Sônia sorri ao lembrar de boas lembranças | Foto: Daniel Arroyo/Ponte Jornalismo

Descobrir-se como mulher que canta não estancou a dor. Enquanto cantava, Sônia era rebaixada pela própria família. O receio passou a prevalecer o desejo. Ela queria a música, mas escutava um “você não canta bosta nenhuma” de pessoas que dividem o seu mesmo sangue. Foi deixando a coragem de lado e abrindo espaço para a amargura. “A rejeição deixa meio apreensiva de fazer as coisas. Porque eu acho que é da família que tem que vir o apoio e esse apoio eu não tive. Só do povo de fora”, desacredita.

E se o apoio deles [familiares] não vier?    

Eu nunca desisti das minhas coisas, sempre lutei pelo o que eu quis. E sempre vou continuar cantando por ali.    

Hoje, qual é a sua vontade?    

Cantar, trazer algo melhor para a minha mãe. Tirar ela desse lugar. Trazer uma coisa bacana, confortável. Como eu falei, minha casa é muito humilde e eu pretendo dar coisa melhor para a minha mãe.    

Como?   

Construir uma casa melhor. Trazer uma vida melhor. E como eu trabalho de auxiliar de limpeza não dá para mim trazer essa casa para frente. Conforto dela é conforto meu também.   
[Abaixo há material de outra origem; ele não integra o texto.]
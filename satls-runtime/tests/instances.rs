use satls_challenges::satisfiability::{Challenge, Difficulty};
use satls_runtime::{
    instances::{loader_for, DimacsInstanceLoader, GeneratedInstanceLoader, InstanceLoader},
    settings::{load_config, load_solution},
};
use satls_structs::config::InstanceConfig;
use std::fs;

const UF4: &str = "c tiny instance
p cnf 4 3
1 -2 0
2 3 -4
0
-1 4 0
";

#[test]
fn test_dimacs_loader() {
    let dir = tempfile::tempdir().unwrap();
    fs::write(dir.path().join("tiny.cnf"), UF4).unwrap();
    let loader = DimacsInstanceLoader::new(dir.path());
    assert_eq!(loader.path_for("tiny"), dir.path().join("tiny.cnf"));

    let instance = loader.load("tiny").unwrap();
    assert_eq!(instance.domain, "SAT");
    assert_eq!(instance.instance_id, "tiny");
    assert_eq!(instance.formula.num_variables(), 4);
    assert_eq!(instance.formula.num_clauses(), 3);

    assert!(loader.load("missing").is_err());
    assert_eq!(
        loader.load("../tiny").unwrap_err().to_string(),
        "Invalid instance id '../tiny'"
    );
    assert!(loader.load("").is_err());
}

#[test]
fn test_generated_loader_is_seeded_by_id() {
    let difficulty = Difficulty {
        num_variables: 30,
        clauses_to_variables_percent: 300,
    };
    let loader = GeneratedInstanceLoader::new(difficulty);
    let a = loader.load("a").unwrap();
    let a2 = loader.load("a").unwrap();
    let b = loader.load("b").unwrap();
    assert_eq!(a.formula.num_clauses(), 90);
    assert_eq!(a.formula.clauses(), a2.formula.clauses());
    assert_ne!(a.formula.clauses(), b.formula.clauses());

    let boxed = loader_for(
        &InstanceConfig::Generated {
            id: "a".to_string(),
            difficulty,
        },
        std::path::Path::new("."),
    );
    assert_eq!(boxed.load("a").unwrap().formula.clauses(), a.formula.clauses());
}

#[test]
fn test_load_solution_formats() {
    let expected = vec![true, false, false, true];
    assert_eq!(load_solution("1001").unwrap().variables, expected);
    assert_eq!(load_solution("[1,0,0,1]").unwrap().variables, expected);
    assert_eq!(
        load_solution("{\"variables\":[1,0,0,1]}").unwrap().variables,
        expected
    );
    assert!(load_solution("[1,2]").is_err());
    assert!(load_solution("10x1").is_err());

    let dir = tempfile::tempdir().unwrap();
    let path = dir.path().join("solution.json");
    fs::write(&path, "[0,1]").unwrap();
    assert_eq!(
        load_solution(path.to_str().unwrap()).unwrap().variables,
        vec![false, true]
    );

    let challenge = Challenge::from_dimacs(UF4).unwrap();
    assert_eq!(
        challenge
            .evaluate_solution(&load_solution("0000").unwrap())
            .unwrap(),
        0
    );
}

#[test]
fn test_load_config() {
    let json = r#"{
        "instance": {"source": "dimacs", "id": "uf20-01"},
        "total_runs": 2,
        "seed_phrase": "lab 3",
        "budget": {"max_nominal_seconds": 0.5, "calibration": 2.0},
        "methods": [{"method": "random_walk"}],
        "parallel": true
    }"#;
    let config = load_config(json).unwrap();
    assert_eq!(config.instance.id(), "uf20-01");
    assert_eq!(config.budget.deadline(), Some(std::time::Duration::from_secs(1)));
    assert!(config.parallel);

    let dir = tempfile::tempdir().unwrap();
    let path = dir.path().join("config.json");
    fs::write(&path, json).unwrap();
    assert_eq!(load_config(path.to_str().unwrap()).unwrap(), config);

    assert!(load_config("{").is_err());
    assert!(load_config("missing.json").is_err());
    let invalid = json.replace("\"total_runs\": 2", "\"total_runs\": 0");
    assert_eq!(
        load_config(&invalid).unwrap_err().to_string(),
        "total_runs must be greater than 0"
    );
}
Isso você sempre pensou, desde que começou a trabalhar?   

Sempre.    

Suas irmãs pensam junto ou é uma coisa sua?   

Só minha só. Tudo que eu penso é só eu.    

Você tem vontade de pegar o microfone e cantar no meio do centro de São Paulo?   

Meu sonho.   

O que falta?  

O que falta em mim? Coragem e apoio. Apoio de vocês eu já tenho. Da família, se não tiver eu vou sozinha mesmo. Eu sempre pensei nisso. Já que falaram que eu não canto nada, que minha voz é feia. Até quando eu canto em casa o povo reclama.    

Você já pensou em como realizar esse sonho?  

Não.    

Você fala com alguém sobre o seu sonho?   

Eu guardo tudo pra mim.    

O que você guarda?   

Guardo os meus sonhos. Sempre peço para Deus que sejam realizados todos os meus sonhos. Dar um conforto melhor para a minha família e ser reconhecida, assim como eu fui por ti. 

‘Eu encontrei a música como um refúgio do sofrimento’, diz Sônia, emocionada | Foto: Daniel Arroyo/Ponte Jornalismo

Entre uma limpeza e outra, Sônia aproveita a brecha da janela da loja que trabalha para admirar os artistas de rua do centro de São Paulo. Com os olhos e ouvidos atentos, ela enxerga aquilo como o sopro de coragem. Vê nos outros o seu próprio desejo. “Queria ter a coragem que eles têm”.   

Vivendo na casa de enfermos, que divide o pouco espaço com uma galinha e um cachorro de estimação, Sônia não se livrou da praga da doença. Diagnosticada com problemas na tireoide e com epilepsia ela usa o pouco tempo do dia para cuidar de si. E a música vem como descarrego, como sopro de vida.

Sônia protagoniza a narrativa de quem sabe como é morrer e continuar viva, sonhando.